use std::time::Duration;

use thiserror::Error;

/// Errors the rate limiter middleware can produce.
///
/// Generic over the wrapped service's error type `E`, the same way
/// `sidecar_cache::CacheError<E>` is — a quota rejection never reaches the
/// inner service, but an allowed request's failure (a 404, a cache miss
/// that fails to decode upstream bytes, …) must still surface as itself
/// rather than being collapsed into a generic limiter error.
#[derive(Debug, Error)]
pub enum RateLimiterError<E> {
    /// The principal's quota is exhausted for the current window.
    #[error("rate limit exceeded, retry after {retry_after:?}")]
    QuotaExceeded { retry_after: Duration },

    /// The KV store could not be reached or returned an unexpected value.
    #[error("rate limiter store error: {0}")]
    Store(#[source] sidecar_kvstore::KvError),

    /// No `(Principal, Quota)` extension was found on the request — the
    /// auth layer must run upstream of the rate limiter.
    #[error("request is missing auth resolution")]
    MissingAuthContext,

    /// The wrapped service failed; the original error is preserved so the
    /// caller can still apply its own mapping (e.g. `ErrorMapper`'s 404).
    #[error(transparent)]
    Inner(E),
}
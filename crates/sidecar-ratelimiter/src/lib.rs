//! Distributed fixed-window rate limiting middleware (§4.3 RateLimiter).
//!
//! Unlike an in-process limiter, all counter state lives in the shared KV
//! store: any sidecar replica sees the same window for a given principal,
//! and replicas periodically broadcast their counts to peers (see
//! `sidecar-peersync`) so a client spread across replicas behind a load
//! balancer is still limited globally rather than per-replica.

mod config;
mod error;
mod events;
mod layer;
mod limiter;

pub use config::{RateLimiterConfig, RateLimiterConfigBuilder};
pub use error::RateLimiterError;
pub use events::RateLimiterEvent;
pub use layer::RateLimiterLayer;
pub use limiter::{decision_event, Decision, FixedWindowLimiter};

use std::sync::Arc;
use std::task::{Context, Poll};

use futures::future::BoxFuture;
use sidecar_auth::Resolved;
use sidecar_kvstore::KvStore;
use tower::Service;

/// A Tower [`Service`] that applies the fixed-window limiter ahead of the
/// wrapped service. Requests must carry a [`sidecar_auth::Resolved`]
/// extension; the auth layer is responsible for inserting it.
pub struct RateLimiter<S, K> {
    inner: S,
    limiter: FixedWindowLimiter<K>,
    config: Arc<RateLimiterConfig>,
}

impl<S: Clone, K: Clone> Clone for RateLimiter<S, K> {
    fn clone(&self) -> Self {
        Self {
            inner: self.inner.clone(),
            limiter: self.limiter.clone(),
            config: Arc::clone(&self.config),
        }
    }
}

impl<S, K, B> Service<http::Request<B>> for RateLimiter<S, K>
where
    S: Service<http::Request<B>> + Clone + Send + 'static,
    S::Future: Send + 'static,
    S::Error: Send + 'static,
    K: KvStore,
    B: Send + 'static,
{
    type Response = S::Response;
    type Error = RateLimiterError<S::Error>;
    type Future = BoxFuture<'static, Result<Self::Response, Self::Error>>;

    fn poll_ready(&mut self, cx: &mut Context<'_>) -> Poll<Result<(), Self::Error>> {
        self.inner.poll_ready(cx).map_err(RateLimiterError::Inner)
    }

    fn call(&mut self, req: http::Request<B>) -> Self::Future {
        let limiter = self.limiter.clone();
        let config = Arc::clone(&self.config);
        let mut inner = self.inner.clone();

        Box::pin(async move {
            let Some(Resolved { principal, quota }) = req.extensions().get::<Resolved>().cloned()
            else {
                return Err(RateLimiterError::MissingAuthContext);
            };

            let decision = limiter
                .check(&principal, quota)
                .await
                .map_err(RateLimiterError::Store)?;

            config.event_listeners.emit(&decision_event(&principal, &decision));

            match decision {
                Decision::Allow { .. } => inner.call(req).await.map_err(RateLimiterError::Inner),
                Decision::Reject { retry_after } => Err(RateLimiterError::QuotaExceeded { retry_after }),
            }
        })
    }
}

#[cfg(test)]
mod tests {
    use super::*;
    use sidecar_auth::{Principal, Quota};
    use sidecar_core::TaskSupervisor;
    use sidecar_kvstore::InMemoryKvStore;
    use tower::{Layer, ServiceExt};

    fn request_with(principal: Principal, quota: Quota) -> http::Request<()> {
        let mut req = http::Request::new(());
        req.extensions_mut().insert(Resolved { principal, quota });
        req
    }

    #[tokio::test]
    async fn allows_requests_under_quota() {
        let store = InMemoryKvStore::new();
        let config = RateLimiterConfigBuilder::new("chain/limits").build();
        let layer = RateLimiterLayer::new(store, TaskSupervisor::new(), config);

        let service = tower::service_fn(|_req: http::Request<()>| async move {
            Ok::<_, std::convert::Infallible>("ok")
        });
        let mut service = layer.layer(service);

        let req = request_with(Principal::anonymous("203.0.113.1"), Quota::finite(2.0));
        let result = service.ready().await.unwrap().call(req).await;
        assert!(result.is_ok());
    }

    #[tokio::test]
    async fn rejects_requests_over_quota_with_retry_after() {
        let store = InMemoryKvStore::new();
        let config = RateLimiterConfigBuilder::new("chain/limits").build();
        let layer = RateLimiterLayer::new(store, TaskSupervisor::new(), config);

        let service = tower::service_fn(|_req: http::Request<()>| async move {
            Ok::<_, std::convert::Infallible>("ok")
        });
        let mut service = layer.layer(service);

        let principal = Principal::anonymous("203.0.113.1");
        let req1 = request_with(principal.clone(), Quota::finite(1.0));
        service.ready().await.unwrap().call(req1).await.unwrap();

        let req2 = request_with(principal, Quota::finite(1.0));
        let result = service.ready().await.unwrap().call(req2).await;
        assert!(matches!(result, Err(RateLimiterError::QuotaExceeded { .. })));
    }

    #[tokio::test]
    async fn missing_auth_context_is_rejected() {
        let store = InMemoryKvStore::new();
        let config = RateLimiterConfigBuilder::new("chain/limits").build();
        let layer = RateLimiterLayer::new(store, TaskSupervisor::new(), config);

        let service = tower::service_fn(|_req: http::Request<()>| async move {
            Ok::<_, std::convert::Infallible>("ok")
        });
        let mut service = layer.layer(service);

        let result = service.ready().await.unwrap().call(http::Request::new(())).await;
        assert!(matches!(result, Err(RateLimiterError::MissingAuthContext)));
    }
}
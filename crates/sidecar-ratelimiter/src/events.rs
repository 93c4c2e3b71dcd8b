use std::time::{Duration, Instant};

use sidecar_auth::Principal;
use sidecar_core::SidecarEvent;

/// Observability events emitted by the [`crate::RateLimiter`].
#[derive(Debug, Clone)]
pub enum RateLimiterEvent {
    /// The request was allowed; `count` is the window's count after this request.
    Allowed {
        principal: Principal,
        count: i64,
        timestamp: Instant,
    },
    /// The request was rejected; the client should retry after `retry_after`.
    Rejected {
        principal: Principal,
        retry_after: Duration,
        timestamp: Instant,
    },
    /// The local counter crossed a sync boundary and a peer broadcast was submitted.
    SyncTriggered {
        key: String,
        count: i64,
        timestamp: Instant,
    },
}

impl SidecarEvent for RateLimiterEvent {
    fn event_type(&self) -> &'static str {
        match self {
            RateLimiterEvent::Allowed { .. } => "allowed",
            RateLimiterEvent::Rejected { .. } => "rejected",
            RateLimiterEvent::SyncTriggered { .. } => "sync_triggered",
        }
    }

    fn timestamp(&self) -> Instant {
        match self {
            RateLimiterEvent::Allowed { timestamp, .. }
            | RateLimiterEvent::Rejected { timestamp, .. }
            | RateLimiterEvent::SyncTriggered { timestamp, .. } => *timestamp,
        }
    }

    fn component_name(&self) -> &str {
        "ratelimiter"
    }
}
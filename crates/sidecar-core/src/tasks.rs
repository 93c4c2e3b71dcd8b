//! Fire-and-forget background task registry.
//!
//! Mirrors the upstream Python sidecar's `ABANDONED_TASKS` set
//! (`create_task_safely`): a task is spawned, its handle kept alive in a
//! shared registry, and the handle is dropped once the task completes so the
//! runtime never garbage-collects a task mid-flight. There is no bounded
//! capacity and no ordering guarantee between tasks; operators are expected
//! to constrain upstream request rates instead.

use std::collections::HashMap;
use std::future::Future;
use std::sync::atomic::{AtomicU64, Ordering};
use std::sync::{Arc, Mutex};

use tokio::task::JoinHandle;

/// Owns handles to in-flight background tasks until they complete.
///
/// Cheap to clone: the registry itself lives behind an `Arc`.
#[derive(Clone, Default)]
pub struct TaskSupervisor {
    inner: Arc<Inner>,
}

#[derive(Default)]
struct Inner {
    handles: Mutex<HashMap<u64, JoinHandle<()>>>,
    next_id: AtomicU64,
}

impl TaskSupervisor {
    /// Creates an empty supervisor.
    pub fn new() -> Self {
        Self::default()
    }

    /// Spawns `future`, registering its handle until completion.
    ///
    /// `future` should swallow its own errors before returning (e.g. log them)
    /// if it needs to report failure — see [`TaskSupervisor::submit_fallible`]
    /// for a variant that logs on `Err` for you.
    pub fn submit<F>(&self, future: F)
    where
        F: Future<Output = ()> + Send + 'static,
    {
        let id = self.inner.next_id.fetch_add(1, Ordering::Relaxed);
        let registry = Arc::clone(&self.inner);

        let handle = tokio::spawn(async move {
            future.await;
            registry.handles.lock().unwrap().remove(&id);
        });

        self.inner.handles.lock().unwrap().insert(id, handle);
    }

    /// Spawns a fallible `future`, logging `Err` results at `warn` level
    /// under the given `label` (e.g. `"cache write"`, `"peer broadcast"`).
    ///
    /// This is the shape every background write in the sidecar uses: a cache
    /// `SETEX`, a TTL `EXPIRE` refresh, or an outbound peer-sync POST must
    /// never surface its failure to the client, but the failure should still
    /// be observable.
    pub fn submit_fallible<F, E>(&self, label: &'static str, future: F)
    where
        F: Future<Output = Result<(), E>> + Send + 'static,
        E: std::fmt::Display + Send + 'static,
    {
        self.submit(async move {
            if let Err(_err) = future.await {
                #[cfg(feature = "tracing")]
                tracing::warn!(task = label, error = %_err, "background task failed");
                #[cfg(not(feature = "tracing"))]
                let _ = (label, _err);
            }
        });
    }

    /// Number of tasks currently in flight. Mostly useful for tests.
    pub fn outstanding(&self) -> usize {
        self.inner.handles.lock().unwrap().len()
    }
}
use std::time::Instant;

use sidecar_core::SidecarEvent;

/// Observability events emitted by the [`crate::ResponseCache`].
#[derive(Debug, Clone)]
pub enum CacheEvent {
    Hit { fingerprint: String, timestamp: Instant },
    Miss { fingerprint: String, timestamp: Instant },
    /// A background `SETEX` or `EXPIRE` write failed; the response was still
    /// served, it just won't be cached (or its TTL won't be extended).
    WriteFailed { fingerprint: String, timestamp: Instant },
}

impl SidecarEvent for CacheEvent {
    fn event_type(&self) -> &'static str {
        match self {
            CacheEvent::Hit { .. } => "hit",
            CacheEvent::Miss { .. } => "miss",
            CacheEvent::WriteFailed { .. } => "write_failed",
        }
    }

    fn timestamp(&self) -> Instant {
        match self {
            CacheEvent::Hit { timestamp, .. }
            | CacheEvent::Miss { timestamp, .. }
            | CacheEvent::WriteFailed { timestamp, .. } => *timestamp,
        }
    }

    fn component_name(&self) -> &str {
        "cache"
    }
}
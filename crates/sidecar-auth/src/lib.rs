//! Resolves an inbound request to a `(Principal, Quota)` pair (§4.1
//! AuthResolver): an authenticated API key with its stored quota, or an
//! anonymous IP-derived principal with the process default quota.

mod error;
mod principal;

pub use error::AuthError;
pub use principal::{Principal, Quota};

/// The outcome of [`AuthResolver::resolve`], carried as a request extension
/// from the auth middleware through to the rate limiter.
#[derive(Debug, Clone)]
pub struct Resolved {
    pub principal: Principal,
    pub quota: Quota,
}

use sidecar_kvstore::KvStore;

/// Resolves principals against a `"<blockchain>/api_keys"` hash in the
/// shared KV store.
#[derive(Clone)]
pub struct AuthResolver<S> {
    store: S,
    api_key_hash: String,
    default_quota: Quota,
}

impl<S: KvStore> AuthResolver<S> {
    /// `api_key_hash` is the KV hash name (e.g. `"ethereum/api_keys"`);
    /// `default_quota` is used for every anonymous principal.
    pub fn new(store: S, api_key_hash: impl Into<String>, default_quota: Quota) -> Self {
        Self {
            store,
            api_key_hash: api_key_hash.into(),
            default_quota,
        }
    }

    /// Resolves a request's credentials.
    ///
    /// `query_api_key` and `bearer_token` mirror the two places a key can
    /// arrive; the query parameter wins if both are present. `client_ip` is
    /// the caller's best-effort client address (`x-real-ip` header, falling
    /// back to the transport peer address) and is only consulted when no key
    /// is presented.
    pub async fn resolve(
        &self,
        query_api_key: Option<&str>,
        bearer_token: Option<&str>,
        client_ip: &str,
    ) -> Result<(Principal, Quota), AuthError> {
        let key = query_api_key.filter(|k| !k.is_empty()).or(bearer_token);

        let Some(key) = key else {
            return Ok((Principal::anonymous(client_ip), self.default_quota));
        };

        let stored = self
            .store
            .hget(&self.api_key_hash, key)
            .await
            .map_err(AuthError::Store)?;

        let Some(raw) = stored else {
            #[cfg(feature = "tracing")]
            tracing::debug!(hash = %self.api_key_hash, "api key not found");
            return Err(AuthError::Unauthorized);
        };

        let text = String::from_utf8(raw).map_err(|_| AuthError::MalformedQuota)?;
        let quota = Quota::parse(&text).ok_or(AuthError::MalformedQuota)?;

        Ok((Principal::authenticated(key), quota))
    }
}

◆ PROBLEM DESCRIPTION
Copy out the lines of the data where the string "assert" occurs.

◆ SOLUTION
        assert!(result.is_ok());
        assert!(matches!(result, Err(RateLimiterError::QuotaExceeded { .. })));
        assert!(matches!(result, Err(RateLimiterError::MissingAuthContext)));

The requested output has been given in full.